Start of Records shown

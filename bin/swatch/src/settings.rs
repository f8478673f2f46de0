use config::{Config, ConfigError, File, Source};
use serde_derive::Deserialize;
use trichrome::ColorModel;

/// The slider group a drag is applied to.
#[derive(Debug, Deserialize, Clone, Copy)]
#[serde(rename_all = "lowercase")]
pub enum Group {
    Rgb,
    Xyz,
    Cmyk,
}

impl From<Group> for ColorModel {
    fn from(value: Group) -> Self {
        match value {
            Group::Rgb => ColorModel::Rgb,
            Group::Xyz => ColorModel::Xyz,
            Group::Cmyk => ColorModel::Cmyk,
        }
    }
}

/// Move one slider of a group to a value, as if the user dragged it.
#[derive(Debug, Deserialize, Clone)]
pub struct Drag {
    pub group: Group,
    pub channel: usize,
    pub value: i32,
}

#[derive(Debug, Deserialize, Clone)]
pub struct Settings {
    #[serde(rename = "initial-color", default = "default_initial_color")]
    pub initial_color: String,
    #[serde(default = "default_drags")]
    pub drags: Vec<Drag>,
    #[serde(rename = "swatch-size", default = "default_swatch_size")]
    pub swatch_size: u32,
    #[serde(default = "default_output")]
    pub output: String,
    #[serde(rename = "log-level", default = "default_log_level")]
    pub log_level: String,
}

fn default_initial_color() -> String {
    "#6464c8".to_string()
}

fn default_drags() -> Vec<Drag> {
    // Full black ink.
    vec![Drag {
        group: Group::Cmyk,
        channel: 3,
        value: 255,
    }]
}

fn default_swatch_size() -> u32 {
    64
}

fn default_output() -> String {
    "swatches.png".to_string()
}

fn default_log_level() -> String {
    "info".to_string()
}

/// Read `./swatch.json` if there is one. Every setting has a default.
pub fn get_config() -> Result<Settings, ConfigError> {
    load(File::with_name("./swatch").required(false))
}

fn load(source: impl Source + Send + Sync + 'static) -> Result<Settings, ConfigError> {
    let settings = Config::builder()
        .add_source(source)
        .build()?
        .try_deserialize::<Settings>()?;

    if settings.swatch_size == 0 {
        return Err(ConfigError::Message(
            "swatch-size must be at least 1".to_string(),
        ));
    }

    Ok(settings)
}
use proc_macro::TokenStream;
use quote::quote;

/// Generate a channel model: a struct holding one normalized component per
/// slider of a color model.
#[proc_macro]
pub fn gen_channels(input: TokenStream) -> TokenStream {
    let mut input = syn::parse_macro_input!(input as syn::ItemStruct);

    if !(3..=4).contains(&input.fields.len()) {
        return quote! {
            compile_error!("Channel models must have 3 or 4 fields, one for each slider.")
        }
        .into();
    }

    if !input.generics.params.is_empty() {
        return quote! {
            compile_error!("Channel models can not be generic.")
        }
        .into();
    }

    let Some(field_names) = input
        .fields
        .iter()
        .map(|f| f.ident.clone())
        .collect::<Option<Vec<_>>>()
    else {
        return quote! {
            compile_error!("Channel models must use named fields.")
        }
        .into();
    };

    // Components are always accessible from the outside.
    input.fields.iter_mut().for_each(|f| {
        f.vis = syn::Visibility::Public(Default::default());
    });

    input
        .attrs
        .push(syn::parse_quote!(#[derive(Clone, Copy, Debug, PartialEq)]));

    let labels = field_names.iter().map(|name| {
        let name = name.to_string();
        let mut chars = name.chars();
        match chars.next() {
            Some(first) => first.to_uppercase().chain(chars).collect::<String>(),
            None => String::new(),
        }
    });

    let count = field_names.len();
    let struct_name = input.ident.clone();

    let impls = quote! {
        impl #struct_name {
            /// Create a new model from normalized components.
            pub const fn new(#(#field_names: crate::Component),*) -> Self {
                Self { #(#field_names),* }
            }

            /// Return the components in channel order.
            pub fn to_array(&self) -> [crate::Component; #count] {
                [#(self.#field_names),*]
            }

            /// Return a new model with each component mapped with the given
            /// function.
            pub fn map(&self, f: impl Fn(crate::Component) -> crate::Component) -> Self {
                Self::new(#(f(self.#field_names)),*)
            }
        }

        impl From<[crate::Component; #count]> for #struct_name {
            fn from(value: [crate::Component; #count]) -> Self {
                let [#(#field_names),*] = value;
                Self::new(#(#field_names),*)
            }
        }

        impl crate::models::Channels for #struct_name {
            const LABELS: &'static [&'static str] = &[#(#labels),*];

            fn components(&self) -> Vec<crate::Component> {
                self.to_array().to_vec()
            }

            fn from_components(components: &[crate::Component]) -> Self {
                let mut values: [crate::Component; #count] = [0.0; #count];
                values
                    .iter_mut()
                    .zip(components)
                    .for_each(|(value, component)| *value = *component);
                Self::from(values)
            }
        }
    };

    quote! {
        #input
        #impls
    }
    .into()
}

End of Records shown
Start of Records shown

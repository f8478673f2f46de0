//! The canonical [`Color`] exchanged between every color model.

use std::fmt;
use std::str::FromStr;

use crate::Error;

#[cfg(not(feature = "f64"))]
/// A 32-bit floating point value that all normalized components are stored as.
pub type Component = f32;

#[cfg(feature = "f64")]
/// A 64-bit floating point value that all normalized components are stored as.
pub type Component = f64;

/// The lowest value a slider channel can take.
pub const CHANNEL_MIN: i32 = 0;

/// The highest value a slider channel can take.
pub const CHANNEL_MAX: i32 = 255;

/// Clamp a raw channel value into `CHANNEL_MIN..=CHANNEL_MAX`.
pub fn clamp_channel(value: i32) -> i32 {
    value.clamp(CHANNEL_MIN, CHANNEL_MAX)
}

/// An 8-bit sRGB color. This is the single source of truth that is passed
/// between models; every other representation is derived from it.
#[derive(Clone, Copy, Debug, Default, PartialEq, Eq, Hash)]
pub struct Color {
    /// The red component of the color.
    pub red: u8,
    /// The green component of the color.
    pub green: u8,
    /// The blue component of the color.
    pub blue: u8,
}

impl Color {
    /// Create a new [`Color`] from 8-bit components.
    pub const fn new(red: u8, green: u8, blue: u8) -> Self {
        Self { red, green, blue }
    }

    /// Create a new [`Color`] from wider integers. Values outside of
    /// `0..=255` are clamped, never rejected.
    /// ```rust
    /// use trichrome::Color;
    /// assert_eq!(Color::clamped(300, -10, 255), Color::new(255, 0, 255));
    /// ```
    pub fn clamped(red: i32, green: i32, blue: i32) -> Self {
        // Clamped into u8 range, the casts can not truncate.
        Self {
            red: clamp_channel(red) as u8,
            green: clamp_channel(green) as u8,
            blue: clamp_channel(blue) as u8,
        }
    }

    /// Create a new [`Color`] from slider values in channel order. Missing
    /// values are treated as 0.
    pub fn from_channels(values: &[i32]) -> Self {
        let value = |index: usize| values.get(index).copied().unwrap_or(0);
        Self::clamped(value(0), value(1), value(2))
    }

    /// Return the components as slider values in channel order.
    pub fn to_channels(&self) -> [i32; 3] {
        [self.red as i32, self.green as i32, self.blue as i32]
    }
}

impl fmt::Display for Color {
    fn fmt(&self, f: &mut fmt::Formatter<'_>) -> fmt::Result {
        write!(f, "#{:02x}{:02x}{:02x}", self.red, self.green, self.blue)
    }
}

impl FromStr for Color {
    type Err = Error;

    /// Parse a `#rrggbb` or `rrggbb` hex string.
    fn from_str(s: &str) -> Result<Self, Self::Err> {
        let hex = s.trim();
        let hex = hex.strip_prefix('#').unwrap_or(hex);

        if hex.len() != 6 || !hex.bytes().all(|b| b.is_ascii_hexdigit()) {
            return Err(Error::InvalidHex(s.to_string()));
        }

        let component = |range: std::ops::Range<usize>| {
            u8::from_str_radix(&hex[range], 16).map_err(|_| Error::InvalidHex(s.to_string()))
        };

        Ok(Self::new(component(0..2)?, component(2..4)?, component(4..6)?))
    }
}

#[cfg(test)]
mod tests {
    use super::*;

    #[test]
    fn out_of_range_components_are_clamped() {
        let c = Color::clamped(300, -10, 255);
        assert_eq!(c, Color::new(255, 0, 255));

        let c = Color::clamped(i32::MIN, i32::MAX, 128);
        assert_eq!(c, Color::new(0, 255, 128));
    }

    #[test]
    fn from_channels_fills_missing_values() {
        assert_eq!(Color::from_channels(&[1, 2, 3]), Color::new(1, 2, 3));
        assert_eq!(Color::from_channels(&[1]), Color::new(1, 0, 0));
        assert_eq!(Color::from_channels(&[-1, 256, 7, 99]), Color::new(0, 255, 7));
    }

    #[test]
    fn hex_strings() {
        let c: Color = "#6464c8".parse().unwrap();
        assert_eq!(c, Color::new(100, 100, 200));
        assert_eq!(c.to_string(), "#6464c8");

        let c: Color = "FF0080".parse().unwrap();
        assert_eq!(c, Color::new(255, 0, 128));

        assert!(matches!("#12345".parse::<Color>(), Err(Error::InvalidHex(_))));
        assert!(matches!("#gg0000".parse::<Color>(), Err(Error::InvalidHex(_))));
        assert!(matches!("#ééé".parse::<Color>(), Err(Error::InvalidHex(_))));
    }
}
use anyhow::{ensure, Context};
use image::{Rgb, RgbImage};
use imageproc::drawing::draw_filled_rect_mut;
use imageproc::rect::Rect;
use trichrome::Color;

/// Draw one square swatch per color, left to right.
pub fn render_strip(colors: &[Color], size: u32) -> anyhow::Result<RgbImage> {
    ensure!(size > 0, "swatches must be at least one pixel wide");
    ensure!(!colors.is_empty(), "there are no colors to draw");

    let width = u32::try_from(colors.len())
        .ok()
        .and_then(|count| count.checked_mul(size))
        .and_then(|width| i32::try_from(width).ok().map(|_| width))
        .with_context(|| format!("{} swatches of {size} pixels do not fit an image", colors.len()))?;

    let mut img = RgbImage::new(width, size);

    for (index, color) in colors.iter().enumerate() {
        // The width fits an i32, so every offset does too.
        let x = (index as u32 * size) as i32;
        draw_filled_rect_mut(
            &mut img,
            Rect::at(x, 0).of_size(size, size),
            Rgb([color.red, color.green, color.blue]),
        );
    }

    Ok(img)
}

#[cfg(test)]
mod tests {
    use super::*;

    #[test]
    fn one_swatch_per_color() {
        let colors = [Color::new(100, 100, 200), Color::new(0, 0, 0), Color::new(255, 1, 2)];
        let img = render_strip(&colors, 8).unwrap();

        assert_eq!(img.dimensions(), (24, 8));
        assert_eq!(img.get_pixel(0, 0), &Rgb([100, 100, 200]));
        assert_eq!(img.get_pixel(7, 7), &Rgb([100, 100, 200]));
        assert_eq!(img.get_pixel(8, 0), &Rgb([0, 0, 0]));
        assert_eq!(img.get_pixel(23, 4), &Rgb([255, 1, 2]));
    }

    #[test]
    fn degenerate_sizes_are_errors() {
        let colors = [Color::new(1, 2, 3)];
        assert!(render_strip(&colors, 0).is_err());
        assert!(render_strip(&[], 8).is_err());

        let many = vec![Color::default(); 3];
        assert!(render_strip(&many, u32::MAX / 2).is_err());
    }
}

End of Records shown
Start of Records shown

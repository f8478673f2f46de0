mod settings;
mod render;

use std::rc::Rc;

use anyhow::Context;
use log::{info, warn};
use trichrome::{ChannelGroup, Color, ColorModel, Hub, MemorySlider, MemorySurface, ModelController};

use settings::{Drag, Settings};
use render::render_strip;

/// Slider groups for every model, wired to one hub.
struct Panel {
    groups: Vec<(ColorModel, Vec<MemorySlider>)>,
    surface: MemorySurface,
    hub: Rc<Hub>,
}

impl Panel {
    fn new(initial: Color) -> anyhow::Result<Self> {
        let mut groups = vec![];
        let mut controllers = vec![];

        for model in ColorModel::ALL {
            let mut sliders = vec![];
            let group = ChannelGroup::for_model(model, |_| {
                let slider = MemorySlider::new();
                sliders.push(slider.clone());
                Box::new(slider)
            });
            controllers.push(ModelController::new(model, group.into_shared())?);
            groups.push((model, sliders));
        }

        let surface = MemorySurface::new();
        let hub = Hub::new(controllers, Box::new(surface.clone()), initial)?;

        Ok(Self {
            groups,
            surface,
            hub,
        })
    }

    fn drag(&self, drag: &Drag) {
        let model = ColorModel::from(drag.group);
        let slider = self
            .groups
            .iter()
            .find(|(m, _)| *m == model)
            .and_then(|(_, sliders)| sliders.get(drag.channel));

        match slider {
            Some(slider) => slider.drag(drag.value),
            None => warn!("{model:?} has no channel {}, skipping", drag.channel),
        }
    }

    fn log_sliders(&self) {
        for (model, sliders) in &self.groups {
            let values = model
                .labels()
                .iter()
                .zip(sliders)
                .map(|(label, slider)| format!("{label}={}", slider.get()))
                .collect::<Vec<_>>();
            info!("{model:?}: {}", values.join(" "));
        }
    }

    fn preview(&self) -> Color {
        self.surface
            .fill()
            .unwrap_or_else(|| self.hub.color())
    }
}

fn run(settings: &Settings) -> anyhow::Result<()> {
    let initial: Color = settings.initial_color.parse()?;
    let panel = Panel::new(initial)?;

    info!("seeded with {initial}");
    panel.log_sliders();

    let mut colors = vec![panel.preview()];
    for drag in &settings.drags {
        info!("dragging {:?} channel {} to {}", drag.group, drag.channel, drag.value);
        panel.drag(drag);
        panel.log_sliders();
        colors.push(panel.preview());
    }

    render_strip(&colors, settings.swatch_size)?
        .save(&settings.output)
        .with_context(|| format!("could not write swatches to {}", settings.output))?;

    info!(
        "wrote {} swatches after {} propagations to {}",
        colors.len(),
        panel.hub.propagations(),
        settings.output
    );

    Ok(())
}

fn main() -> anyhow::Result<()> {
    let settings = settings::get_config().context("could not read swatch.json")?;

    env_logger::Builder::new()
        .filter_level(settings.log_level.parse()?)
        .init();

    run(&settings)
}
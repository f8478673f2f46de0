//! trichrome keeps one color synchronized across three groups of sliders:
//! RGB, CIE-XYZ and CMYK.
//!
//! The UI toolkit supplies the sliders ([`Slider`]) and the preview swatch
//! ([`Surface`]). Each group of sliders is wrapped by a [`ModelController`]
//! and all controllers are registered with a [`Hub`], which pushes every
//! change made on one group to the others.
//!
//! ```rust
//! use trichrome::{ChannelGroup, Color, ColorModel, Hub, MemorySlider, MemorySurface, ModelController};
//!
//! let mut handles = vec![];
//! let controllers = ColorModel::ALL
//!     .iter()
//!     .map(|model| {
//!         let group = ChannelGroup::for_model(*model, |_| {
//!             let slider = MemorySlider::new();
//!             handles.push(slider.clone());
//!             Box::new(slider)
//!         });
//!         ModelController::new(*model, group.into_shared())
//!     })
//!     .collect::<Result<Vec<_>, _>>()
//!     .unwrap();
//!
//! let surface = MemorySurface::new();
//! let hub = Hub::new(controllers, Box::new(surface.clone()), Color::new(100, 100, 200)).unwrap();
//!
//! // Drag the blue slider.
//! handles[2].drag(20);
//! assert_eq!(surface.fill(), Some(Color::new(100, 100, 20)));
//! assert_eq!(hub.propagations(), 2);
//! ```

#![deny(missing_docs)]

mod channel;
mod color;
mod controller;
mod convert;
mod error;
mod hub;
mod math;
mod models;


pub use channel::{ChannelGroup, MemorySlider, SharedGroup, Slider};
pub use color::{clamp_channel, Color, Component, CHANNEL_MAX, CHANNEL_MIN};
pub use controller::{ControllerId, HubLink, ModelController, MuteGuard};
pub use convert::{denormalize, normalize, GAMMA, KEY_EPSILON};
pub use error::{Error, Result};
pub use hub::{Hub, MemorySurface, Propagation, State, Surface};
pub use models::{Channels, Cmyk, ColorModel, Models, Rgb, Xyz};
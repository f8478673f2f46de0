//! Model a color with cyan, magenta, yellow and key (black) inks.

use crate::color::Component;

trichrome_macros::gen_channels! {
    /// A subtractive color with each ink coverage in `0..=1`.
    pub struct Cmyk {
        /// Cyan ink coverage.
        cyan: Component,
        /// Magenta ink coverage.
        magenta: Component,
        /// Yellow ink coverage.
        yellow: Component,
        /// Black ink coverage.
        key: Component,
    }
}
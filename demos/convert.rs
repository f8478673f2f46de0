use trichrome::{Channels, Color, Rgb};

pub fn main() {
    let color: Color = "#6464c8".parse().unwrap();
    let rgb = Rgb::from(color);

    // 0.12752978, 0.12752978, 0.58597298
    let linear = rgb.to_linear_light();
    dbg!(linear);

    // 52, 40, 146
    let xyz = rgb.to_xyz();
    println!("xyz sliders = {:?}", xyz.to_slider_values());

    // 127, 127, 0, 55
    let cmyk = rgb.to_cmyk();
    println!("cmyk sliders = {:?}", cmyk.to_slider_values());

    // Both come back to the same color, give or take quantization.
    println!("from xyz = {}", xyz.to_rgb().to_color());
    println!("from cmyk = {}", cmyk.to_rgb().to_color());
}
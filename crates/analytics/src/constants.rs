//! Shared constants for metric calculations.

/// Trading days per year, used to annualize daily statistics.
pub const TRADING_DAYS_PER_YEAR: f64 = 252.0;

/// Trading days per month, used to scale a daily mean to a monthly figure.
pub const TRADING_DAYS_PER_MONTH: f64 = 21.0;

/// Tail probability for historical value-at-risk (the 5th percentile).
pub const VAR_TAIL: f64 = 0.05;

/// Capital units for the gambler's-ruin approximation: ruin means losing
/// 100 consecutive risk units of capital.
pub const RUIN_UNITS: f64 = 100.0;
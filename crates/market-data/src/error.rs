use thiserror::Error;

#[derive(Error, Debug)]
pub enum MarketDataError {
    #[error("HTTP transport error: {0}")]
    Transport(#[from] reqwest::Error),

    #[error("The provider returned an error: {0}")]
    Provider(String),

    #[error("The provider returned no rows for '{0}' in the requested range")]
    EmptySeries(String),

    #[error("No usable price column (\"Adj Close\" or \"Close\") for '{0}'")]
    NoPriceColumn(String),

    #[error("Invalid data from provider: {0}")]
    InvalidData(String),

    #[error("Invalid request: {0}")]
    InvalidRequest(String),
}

End of Records shown

● **Task statement**:
Across all the entries, count the lines that contain the string "groups", and give that number without anything else.

● **Response to this task**:
8